Melchert and Welder [40] suggested that there are at least four hypothetical models of ASS-induced adverse cardiovascular effects: atherogenic, thrombosis, vasospasm, and direct myocardial injury. The changes in lipid metabolism and lipoprotein levels increase the risk of atherosclerosis; polycythemia and enhanced platelet aggregation increase the risk of thrombus formation, and arterial vasospasm increases the risk of ischemia and the occurrence of infarction [6,19,41]. Adverse effects of AAS on the diastolic and systolic function are probably due also to direct toxicity on myocardial structure (apoptosis) with increased collagen deposition, fibrosis, altered microcirculation with intimal hyperplasia of the intramural coronary arteries resulting in chronic ischemic damage [9]. Vascular endothelial cells may be directly affected by AAS, which may result in vasospasm [40]. All of these mechanisms associate AAS use with a high risk of SCD.
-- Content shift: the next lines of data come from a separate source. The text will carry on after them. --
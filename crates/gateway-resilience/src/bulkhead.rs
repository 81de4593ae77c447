//! Bulkhead pattern for per-provider concurrency isolation.
//!
//! A semaphore bounds concurrent calls. Callers that find no free permit join
//! a bounded FIFO queue served by a background dispatcher, which hands each
//! freed permit to the oldest waiter that is still waiting.

use crate::workers::BackgroundWorkers;
use gateway_config::schema;
use gateway_core::{GatewayError, GatewayResult};
use serde::Serialize;
use std::future::Future;
use std::sync::atomic::{AtomicU64, AtomicUsize, Ordering};
use std::sync::Arc;
use std::time::Duration;
use tokio::sync::{mpsc, oneshot, OwnedSemaphorePermit, Semaphore, TryAcquireError};
use tokio::time::Instant;
use tokio_util::sync::CancellationToken;
use tracing::{debug, warn};

/// Bulkhead configuration
#[derive(Debug, Clone)]
pub struct BulkheadConfig {
    /// Maximum concurrent calls
    pub max_concurrent: usize,
    /// Maximum callers waiting for a permit
    pub max_queue: usize,
    /// Longest a caller waits in the queue
    pub queue_timeout: Duration,
}

impl Default for BulkheadConfig {
    fn default() -> Self {
        Self {
            max_concurrent: 10,
            max_queue: 20,
            queue_timeout: Duration::from_secs(5),
        }
    }
}

impl From<&schema::BulkheadConfig> for BulkheadConfig {
    fn from(config: &schema::BulkheadConfig) -> Self {
        Self {
            max_concurrent: (config.max_concurrent as usize).max(1),
            max_queue: config.max_queue as usize,
            queue_timeout: config.queue_timeout,
        }
    }
}

/// Point-in-time view of a bulkhead
#[derive(Debug, Clone, PartialEq, Eq, Serialize)]
pub struct BulkheadStats {
    /// Configured concurrency limit
    pub max_concurrent: usize,
    /// Calls currently holding a permit
    pub active: usize,
    /// Permits currently free
    pub available: usize,
    /// Callers currently waiting
    pub queued: usize,
    /// Configured queue bound
    pub max_queue: usize,
    /// Calls that obtained a permit
    pub total_admitted: u64,
    /// Calls that had to wait in the queue
    pub total_queued: u64,
    /// Calls rejected because the queue was full
    pub total_rejected: u64,
    /// Queued calls that gave up after `queue_timeout`
    pub total_timeouts: u64,
    /// Calls abandoned by their caller
    pub total_cancelled: u64,
}

#[derive(Debug)]
struct QueuedRequest {
    grant: oneshot::Sender<OwnedSemaphorePermit>,
    enqueued_at: Instant,
}

#[derive(Debug, Default)]
struct Counters {
    admitted: AtomicU64,
    queued: AtomicU64,
    rejected: AtomicU64,
    timeouts: AtomicU64,
    cancelled: AtomicU64,
}

/// Concurrency limiter for one provider
#[derive(Debug)]
pub struct Bulkhead {
    provider: String,
    config: BulkheadConfig,
    semaphore: Arc<Semaphore>,
    queue: mpsc::UnboundedSender<QueuedRequest>,
    waiting: AtomicUsize,
    counters: Counters,
}

impl Bulkhead {
    /// Create a bulkhead and start its dispatcher on `workers`
    ///
    /// Must be called inside a tokio runtime.
    #[must_use]
    pub fn new(
        provider: impl Into<String>,
        config: BulkheadConfig,
        workers: &BackgroundWorkers,
    ) -> Self {
        let provider = provider.into();
        let semaphore = Arc::new(Semaphore::new(config.max_concurrent));
        let (queue, rx) = mpsc::unbounded_channel();

        let dispatcher_provider = provider.clone();
        let dispatcher_semaphore = semaphore.clone();
        workers.spawn("bulkhead-dispatcher", move |token| {
            dispatch(dispatcher_provider, dispatcher_semaphore, rx, token)
        });

        Self {
            provider,
            config,
            semaphore,
            queue,
            waiting: AtomicUsize::new(0),
            counters: Counters::default(),
        }
    }

    /// Run `f` under a permit, queueing if none is free
    ///
    /// # Errors
    /// - `BulkheadFull` if no permit is free and the queue is full
    /// - `BulkheadTimeout` if the queue wait exceeds `queue_timeout`
    /// - `Cancelled` if `ctx` is cancelled while waiting or running
    /// - whatever `f` returns otherwise
    pub async fn execute<F, Fut, T>(&self, ctx: &CancellationToken, f: F) -> GatewayResult<T>
    where
        F: FnOnce() -> Fut,
        Fut: Future<Output = GatewayResult<T>>,
    {
        if ctx.is_cancelled() {
            self.counters.cancelled.fetch_add(1, Ordering::Relaxed);
            return Err(GatewayError::Cancelled);
        }

        let permit = match self.semaphore.clone().try_acquire_owned() {
            Ok(permit) => permit,
            Err(TryAcquireError::NoPermits) => self.wait_for_permit(ctx).await?,
            Err(TryAcquireError::Closed) => {
                return Err(GatewayError::internal("bulkhead semaphore closed"));
            }
        };
        self.counters.admitted.fetch_add(1, Ordering::Relaxed);

        let result = tokio::select! {
            biased;
            () = ctx.cancelled() => {
                self.counters.cancelled.fetch_add(1, Ordering::Relaxed);
                Err(GatewayError::Cancelled)
            }
            result = f() => result,
        };

        drop(permit);
        result
    }

    async fn wait_for_permit(&self, ctx: &CancellationToken) -> GatewayResult<OwnedSemaphorePermit> {
        let Some(_slot) = QueueSlot::reserve(&self.waiting, self.config.max_queue) else {
            self.counters.rejected.fetch_add(1, Ordering::Relaxed);
            warn!(
                provider = %self.provider,
                max_concurrent = self.config.max_concurrent,
                max_queue = self.config.max_queue,
                "Bulkhead full, request rejected"
            );
            return Err(GatewayError::bulkhead_full(&self.provider));
        };

        let (grant, granted) = oneshot::channel();
        let enqueued_at = Instant::now();
        self.queue
            .send(QueuedRequest { grant, enqueued_at })
            .map_err(|_| GatewayError::internal("bulkhead dispatcher stopped"))?;
        self.counters.queued.fetch_add(1, Ordering::Relaxed);
        debug!(provider = %self.provider, "Request queued for bulkhead permit");

        tokio::select! {
            biased;
            () = ctx.cancelled() => {
                self.counters.cancelled.fetch_add(1, Ordering::Relaxed);
                Err(GatewayError::Cancelled)
            }
            permit = granted => {
                permit.map_err(|_| GatewayError::internal("bulkhead dispatcher stopped"))
            }
            () = tokio::time::sleep(self.config.queue_timeout) => {
                self.counters.timeouts.fetch_add(1, Ordering::Relaxed);
                let waited = enqueued_at.elapsed();
                warn!(
                    provider = %self.provider,
                    waited_ms = waited.as_millis() as u64,
                    "Bulkhead queue wait timed out"
                );
                Err(GatewayError::bulkhead_timeout(&self.provider, waited))
            }
        }
    }

    /// True when every permit is taken and the queue is at capacity
    #[must_use]
    pub fn is_full(&self) -> bool {
        self.semaphore.available_permits() == 0
            && self.waiting.load(Ordering::Acquire) >= self.config.max_queue
    }

    /// Permits currently free
    #[must_use]
    pub fn available(&self) -> usize {
        self.semaphore.available_permits()
    }

    /// Configuration in use
    #[must_use]
    pub fn config(&self) -> &BulkheadConfig {
        &self.config
    }

    /// Snapshot of occupancy and counters
    #[must_use]
    pub fn stats(&self) -> BulkheadStats {
        let available = self.semaphore.available_permits();
        BulkheadStats {
            max_concurrent: self.config.max_concurrent,
            active: self.config.max_concurrent.saturating_sub(available),
            available,
            queued: self.waiting.load(Ordering::Acquire),
            max_queue: self.config.max_queue,
            total_admitted: self.counters.admitted.load(Ordering::Relaxed),
            total_queued: self.counters.queued.load(Ordering::Relaxed),
            total_rejected: self.counters.rejected.load(Ordering::Relaxed),
            total_timeouts: self.counters.timeouts.load(Ordering::Relaxed),
            total_cancelled: self.counters.cancelled.load(Ordering::Relaxed),
        }
    }
}

/// A reserved place in the wait queue, released on drop
struct QueueSlot<'a> {
    waiting: &'a AtomicUsize,
}

impl<'a> QueueSlot<'a> {
    fn reserve(waiting: &'a AtomicUsize, max_queue: usize) -> Option<Self> {
        waiting
            .fetch_update(Ordering::AcqRel, Ordering::Acquire, |n| {
                (n < max_queue).then_some(n + 1)
            })
            .ok()
            .map(|_| Self { waiting })
    }
}

impl Drop for QueueSlot<'_> {
    fn drop(&mut self) {
        self.waiting.fetch_sub(1, Ordering::AcqRel);
    }
}

async fn dispatch(
    provider: String,
    semaphore: Arc<Semaphore>,
    mut rx: mpsc::UnboundedReceiver<QueuedRequest>,
    token: CancellationToken,
) {
    loop {
        let request = tokio::select! {
            biased;
            () = token.cancelled() => break,
            request = rx.recv() => match request {
                Some(request) => request,
                None => break,
            },
        };

        if request.grant.is_closed() {
            continue;
        }

        let permit = tokio::select! {
            biased;
            () = token.cancelled() => break,
            permit = semaphore.clone().acquire_owned() => match permit {
                Ok(permit) => permit,
                Err(_) => break,
            },
        };

        // A waiter that gave up meanwhile returns the permit to the pool
        if request.grant.send(permit).is_err() {
            debug!(provider = %provider, "Queued request gave up before dispatch");
        } else {
            debug!(
                provider = %provider,
                waited_ms = request.enqueued_at.elapsed().as_millis() as u64,
                "Bulkhead permit dispatched"
            );
        }
    }
    debug!(provider = %provider, "Bulkhead dispatcher stopped");
}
Some authors have proposed that at physiological doses of testosterone, androgen receptors are saturated and the anabolic effects of supra-physiological doses of AAS occur via interaction of these synthetic androgens with glucocorticoid receptors [6,42,43]. AAS have a low affinity for glucocorticoid receptors, but, at high concentrations, they can inhibit the binding of glucocorticoids and block their catabolic effects [6,44,45].

Cardiovascular responses to AAS are due to specific myocardial receptors, which have transcriptional regulatory functions. The cardiac hypertrophy induced by AAS appears to be generated by a direct action on cardiac androgen receptors, whose effects are directly proportional to the dose, time and duration of drug administration [9,46–48].

The sympathetic nervous system involved in the neurological control of the cardiovascular system may be influenced by AAS when combined with exercise and confer an increased risk of life-threatening arrhythmias [14,49].

According to Achar et al. [50], AAS are often consumed concomitantly with GH, erythropoietin, and other agents. This is important because GH may lead to cardiomyopathy, abnormal lipoprotein profiles [51,52], and left ventricular hypertrophy [53]. Erythropoietin abuse is linked to hypertension and increased risk for thromboembolic events [54]. These effects may be difficult to separate from the results of AAS abuse alone and motivate the further need for more rigorous clinical and forensic screening.

We are in agreement with other authors in the consideration that nowadays AAS abuse is a public health issue because of self-administration that is particularly widespread among no-athletes at fitness centers with aesthetics goals [6,28,55,56].

Conclusion

When confronted with a sudden death in a young athlete we must pay attention to the physical phenotype such as muscular hypertrophy, striae in pectoral or biceps muscle, gynecomastia, testicular atrophy, and acne that may suggest AAS abuse and perform a detailed examination of the heart. Chemicotoxicological analysis is key to establish the relationship between SCD and AAS abuse.

Biography

Joaquín S. Lucena and Ana Isabel Hernández-Guerra conceived and designed the study, and wrote, edited and reviewed the manuscript. Javier Tapia, Ana Isabel Hernández-Guerra, Luis Manuel Menéndez-Quintanal analyzed data, and wrote, edited, and reviewed the manuscript. All authors gave final approval for publications. Joaquín S. Lucena takes full responsibility for the whole work and the decision to submit and publish the manuscript.

Compliance with ethical standards

The investigation was performed in compliance with the policies of research and ethical boards for postmortem studies performed at the Institute of Legal Medicine and Forensic Sciences of Las Palmas and Seville, and the National Institute of Toxicology and Forensic Sciences of Tenerife. This article does not contain any studies involving human participants performed by any of the authors. Spanish legislation does not require written informed consent from the next of kin for the use of forensic autopsies in scientific publications.

Disclosure statement

The authors declare that they have no conflict of interest.